A continuación enumero una serie de propuestas para resolver los tres problemas fundamentales relacionados con la demanda de una vacuna contra la COVID-19: la información, la persuasión y la necesidad de recordar a los individuos que completen su vacunación, especialmente con vacunas que necesitan dos dosis espaciadas en el tiempo. Estos tres problemas están a su vez relacionados con tres grupos de población distintos: quienes se oponen a las vacunas, quienes tienen reticencias contra las vacunas y quienes, aun predispuestos a vacunarse, pueden terminar no completando su vacunación.

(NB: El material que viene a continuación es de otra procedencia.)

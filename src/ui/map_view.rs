use crate::{
    core::{constants::ATTRIBUTION, geo::Point},
    input::events::{InputEvent, KeyCode},
    layers::{marker::Marker, popup::ExpandedDescriptions},
    state::controller::MapViewController,
    ui::{
        popup::marker_popup,
        style::{parse_hex_color, MapStyle},
    },
};
use egui::{Align2, Color32, Key, Painter, Pos2, Rect, Response, Sense, Shape, Stroke, Ui, Widget};
use instant::Instant;

/// Grid spacing in screen points
const GRID_STEP: f32 = 64.0;

/// Interactive map canvas: markers, pan/zoom, marker popups.
///
/// All state lives in the [`MapViewController`]; the widget only translates
/// egui input into [`InputEvent`]s and paints what the controller says.
pub struct MapCanvas<'a> {
    controller: &'a mut MapViewController,
    expanded: &'a mut ExpandedDescriptions,
    style: &'a MapStyle,
}

impl<'a> MapCanvas<'a> {
    pub fn new(
        controller: &'a mut MapViewController,
        expanded: &'a mut ExpandedDescriptions,
        style: &'a MapStyle,
    ) -> Self {
        Self {
            controller,
            expanded,
            style,
        }
    }

    fn handle_input(&mut self, ui: &Ui, rect: Rect, response: &Response) {
        let to_local = |p: Pos2| Point::new((p.x - rect.min.x) as f64, (p.y - rect.min.y) as f64);

        let size = Point::new(rect.width() as f64, rect.height() as f64);
        if self.controller.viewport().size != size {
            self.controller.handle_input(&InputEvent::Resize { size });
        }

        if response.dragged() {
            let delta = response.drag_delta();
            if delta.length_sq() > 0.0 {
                self.controller.handle_input(&InputEvent::Drag {
                    delta: Point::new(delta.x as f64, delta.y as f64),
                });
            }
        }

        if response.hovered() {
            let scroll = ui.input(|i| i.raw_scroll_delta.y);
            if scroll.abs() > 0.1 {
                if let Some(pointer) = response.hover_pos() {
                    self.controller.handle_input(&InputEvent::Scroll {
                        delta: scroll.signum() as f64,
                        position: to_local(pointer),
                    });
                }
            }

            for (key, code) in [(Key::Plus, KeyCode::Plus), (Key::Minus, KeyCode::Minus)] {
                if ui.input(|i| i.key_pressed(key)) {
                    self.controller.handle_input(&InputEvent::KeyPress { key: code });
                }
            }
        }

        if response.clicked() {
            if let Some(pointer) = response.interact_pointer_pos() {
                self.controller.handle_input(&InputEvent::Click {
                    position: to_local(pointer),
                });
            }
        }
    }

    fn paint_background(&self, painter: &Painter, rect: Rect) {
        painter.rect_filled(rect, 0.0, self.style.background_color);

        let mut x = rect.min.x + GRID_STEP;
        while x < rect.max.x {
            painter.vline(x, rect.y_range(), self.style.grid_stroke);
            x += GRID_STEP;
        }
        let mut y = rect.min.y + GRID_STEP;
        while y < rect.max.y {
            painter.hline(rect.x_range(), y, self.style.grid_stroke);
            y += GRID_STEP;
        }
    }

    fn paint_marker(&self, painter: &Painter, rect: Rect, marker: &Marker, time: f64) {
        let viewport = self.controller.viewport();
        if !marker.is_visible(viewport) {
            return;
        }

        let tip = marker.anchor_pixel(viewport);
        let tip = Pos2::new(rect.min.x + tip.x as f32, rect.min.y + tip.y as f32);
        let head = tip - egui::vec2(0.0, 28.0);
        let radius = 11.0;

        let style = &self.style.markers;
        if marker.pulsating {
            let phase = (time as f32 / style.pulse_period).fract();
            let alpha = ((1.0 - phase) * 200.0) as u8;
            let [r, g, b, _] = style.pulse_color.to_array();
            painter.circle_stroke(
                tip,
                6.0 + phase * style.pulse_radius,
                Stroke::new(3.0, Color32::from_rgba_unmultiplied(r, g, b, alpha)),
            );
        }

        let fill = style.fill(marker.icon);
        let outline = Stroke::new(
            style.border_width,
            parse_hex_color(&marker.color).unwrap_or(Color32::from_gray(40)),
        );

        painter.add(Shape::convex_polygon(
            vec![
                head + egui::vec2(-radius * 0.8, 6.0),
                tip,
                head + egui::vec2(radius * 0.8, 6.0),
            ],
            fill,
            Stroke::NONE,
        ));
        painter.circle(head, radius, fill, outline);
        painter.circle_filled(head, radius * 0.4, Color32::WHITE);
    }

    fn paint_overlays(&self, painter: &Painter, rect: Rect) {
        if let Some(notice) = self.controller.empty_notice() {
            let galley = painter.layout_no_wrap(
                notice.to_string(),
                egui::FontId::proportional(14.0),
                Color32::from_gray(50),
            );
            let pos = rect.center_top() + egui::vec2(0.0, 16.0);
            let bg = Rect::from_center_size(
                pos + egui::vec2(0.0, galley.size().y / 2.0),
                galley.size() + egui::vec2(20.0, 12.0),
            );
            painter.rect_filled(bg, 6.0, self.style.notice_background);
            painter.text(
                bg.center(),
                Align2::CENTER_CENTER,
                notice,
                egui::FontId::proportional(14.0),
                Color32::from_gray(50),
            );
        }

        let attribution = &self.style.attribution;
        let galley = painter.layout_no_wrap(
            ATTRIBUTION.to_string(),
            attribution.font_id.clone(),
            attribution.text_color,
        );
        let padding = egui::vec2(attribution.padding, attribution.padding);
        let bg = Rect::from_min_size(
            rect.right_bottom() - galley.size() - padding * 2.0,
            galley.size() + padding * 2.0,
        );
        painter.rect_filled(bg, 0.0, attribution.background_color);
        painter.text(
            bg.min + padding,
            Align2::LEFT_TOP,
            ATTRIBUTION,
            attribution.font_id.clone(),
            attribution.text_color,
        );
    }
}

impl Widget for MapCanvas<'_> {
    fn ui(mut self, ui: &mut Ui) -> Response {
        let desired_size = ui.available_size();
        let (rect, response) = ui.allocate_exact_size(desired_size, Sense::click_and_drag());

        self.handle_input(ui, rect, &response);
        let animating = self.controller.tick(Instant::now());

        let painter = ui.painter_at(rect);
        let time = ui.input(|i| i.time);
        self.paint_background(&painter, rect);

        let markers = self.controller.visible_markers();
        for marker in &markers {
            self.paint_marker(&painter, rect, marker, time);
        }
        self.paint_overlays(&painter, rect);

        let popup = markers.iter().find(|m| m.popup_open).and_then(|marker| {
            let feature = self
                .controller
                .filtered_locations()
                .iter()
                .find(|f| f.id() == marker.feature_id)?
                .clone();
            let anchor = marker.popup_pixel(self.controller.viewport());
            Some((feature, anchor))
        });

        if let Some((feature, anchor)) = popup {
            let screen = Point::new(
                rect.min.x as f64 + anchor.x,
                rect.min.y as f64 + anchor.y,
            );
            if marker_popup(ui.ctx(), screen, &feature, self.expanded, self.style) {
                self.controller.close();
            }
        }

        if animating || self.controller.pulsating_id().is_some() {
            ui.ctx().request_repaint();
        }

        if response.hovered() {
            ui.ctx().set_cursor_icon(if response.dragged() {
                egui::CursorIcon::Grabbing
            } else {
                egui::CursorIcon::Grab
            });
        }

        response
    }
}
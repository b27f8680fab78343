use crate::animation::easing::{lerp, EasingType};
use crate::core::geo::LatLng;
use instant::Instant;
use std::time::Duration;

/// Types of camera transitions
#[derive(Debug, Clone, Copy, PartialEq)]
pub enum TransitionType {
    /// Simple pan to a new center, zoom unchanged
    Pan,
    /// Combined pan and zoom along a straight line
    SetView,
    /// Zoom out, travel, zoom back in
    FlyTo,
}

/// State of a transition
#[derive(Debug, Clone, Copy, PartialEq, Eq)]
pub enum TransitionState {
    NotStarted,
    Running,
    Completed,
    Cancelled,
}

/// Interpolated camera position for one frame
#[derive(Debug, Clone, Copy, PartialEq)]
pub struct CameraFrame {
    pub center: LatLng,
    pub zoom: f64,
}

/// A camera move between two views.
///
/// Time is always supplied by the caller, so the same transition can be
/// driven by a render loop or stepped through deterministically in tests.
#[derive(Debug, Clone)]
pub struct Transition {
    pub transition_type: TransitionType,
    pub duration: Duration,
    pub easing: EasingType,
    pub state: TransitionState,
    start_time: Option<Instant>,
    from: CameraFrame,
    to: CameraFrame,
}

impl Transition {
    pub fn new(
        transition_type: TransitionType,
        from: CameraFrame,
        to: CameraFrame,
        duration: Duration,
    ) -> Self {
        let to = match transition_type {
            TransitionType::Pan => CameraFrame {
                center: to.center,
                zoom: from.zoom,
            },
            _ => to,
        };

        Self {
            transition_type,
            duration,
            easing: EasingType::EaseInOut,
            state: TransitionState::NotStarted,
            start_time: None,
            from,
            to,
        }
    }

    /// Set the easing function
    pub fn with_easing(mut self, easing: EasingType) -> Self {
        self.easing = easing;
        self
    }

    pub fn target(&self) -> CameraFrame {
        self.to
    }

    /// Start the transition at `now`
    pub fn start(&mut self, now: Instant) {
        if self.state == TransitionState::NotStarted {
            self.start_time = Some(now);
            self.state = TransitionState::Running;
        }
    }

    /// Stop the transition where it is
    pub fn cancel(&mut self) {
        if !self.is_finished() {
            self.state = TransitionState::Cancelled;
        }
    }

    /// Get the progress (0.0 to 1.0) at `now`
    pub fn progress(&self, now: Instant) -> f64 {
        match (self.state, self.start_time) {
            (TransitionState::Completed, _) => 1.0,
            (_, None) => 0.0,
            (_, Some(start)) => {
                if self.duration.is_zero() {
                    return 1.0;
                }
                let elapsed = now.saturating_duration_since(start).as_secs_f64();
                (elapsed / self.duration.as_secs_f64()).clamp(0.0, 1.0)
            }
        }
    }

    /// Advance to `now` and return the camera frame to render.
    ///
    /// Starts the transition on first call and flips it to `Completed` once
    /// the duration has elapsed; the completed frame is exactly the target.
    pub fn update(&mut self, now: Instant) -> Option<CameraFrame> {
        match self.state {
            TransitionState::NotStarted => {
                self.start(now);
                self.update(now)
            }
            TransitionState::Running => {
                let progress = self.progress(now);
                if progress >= 1.0 {
                    self.state = TransitionState::Completed;
                    return Some(self.to);
                }
                Some(self.frame_at(self.easing.apply(progress)))
            }
            TransitionState::Completed => Some(self.to),
            TransitionState::Cancelled => None,
        }
    }

    /// Check if the transition is finished
    pub fn is_finished(&self) -> bool {
        matches!(
            self.state,
            TransitionState::Completed | TransitionState::Cancelled
        )
    }

    pub fn is_complete(&self) -> bool {
        self.state == TransitionState::Completed
    }

    fn frame_at(&self, eased: f64) -> CameraFrame {
        let center = LatLng::new(
            lerp(self.from.center.lat, self.to.center.lat, eased),
            lerp(self.from.center.lng, self.to.center.lng, eased),
        );

        let zoom = match self.transition_type {
            TransitionType::Pan => self.from.zoom,
            TransitionType::SetView => lerp(self.from.zoom, self.to.zoom, eased),
            TransitionType::FlyTo => {
                // Parabolic arc: zoom out one level below the lower end, then back in
                let apex = self.from.zoom.min(self.to.zoom) - 1.0;
                if eased < 0.5 {
                    let t = eased * 2.0;
                    self.from.zoom - (self.from.zoom - apex) * (2.0 * t - t * t)
                } else {
                    let t = (eased - 0.5) * 2.0;
                    apex + (self.to.zoom - apex) * (t * t)
                }
            }
        };

        CameraFrame { center, zoom }
    }
}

1. Cómo informar sobre las vacunas y neutralizar mitos falsos
España es uno de los países europeos donde el porcentaje de población que simpatiza con el movimiento antivacunas es menor. Se estima, no obstante, que este porcentaje ha crecido en los últimos años hasta situarse alrededor del 6%. Afortunadamente, ni estamos cerca de las cifras de países como Francia (40% de simpatizantes antivacunas) ni el debate se encuentra tan politizado como en Estados Unidos, donde el porcentaje de población dispuesta a vacunarse descendió del 70% en abril de 2020 a cerca del 50% en fechas cercanas a las últimas elecciones. Sin embargo, el porcentaje de población española que muestra dudas ante una vacuna contra la COVID-19 se encuentra en estos momentos cercano al 30%, según recientes encuestas, por lo que incluso aunque consiguiéramos que todos aquellos que tienen intención de vacunarse lo hicieran, el margen de error para alcanzar la inmunidad de grupo (que se estima que requiere entre un 60% y un 80% de población vacunada) sería suficientemente pequeño para que la estrategia debiera centrase en asegurar que nadie que tenga dudas frente a una vacuna pase a formar parte del grupo de quienes se oponen firmemente a ellas. Olvidémonos por lo tanto de intentar convencer a los que no vamos a convencer y no contribuyamos a difundir sus falsos mensajes contra las vacunas discutiendo sus argumentos y centrémonos en quienes aún tienen dudas pero pueden ser persuadidos. No se trata ni de vilipendiar a los antivacunas ni de tratarlos como ignorantes, sino de ser prácticos y evitar entrar en una discusión estéril que no va a convencerlos y que en sí misma constituya un altavoz de difusión de su mensaje entre los que dudan. Por lo tanto, no lo haremos, pero si quieren un buen resumen de argumentos objetivos para refutar a los antivacunas, pueden encontrarlo aquí.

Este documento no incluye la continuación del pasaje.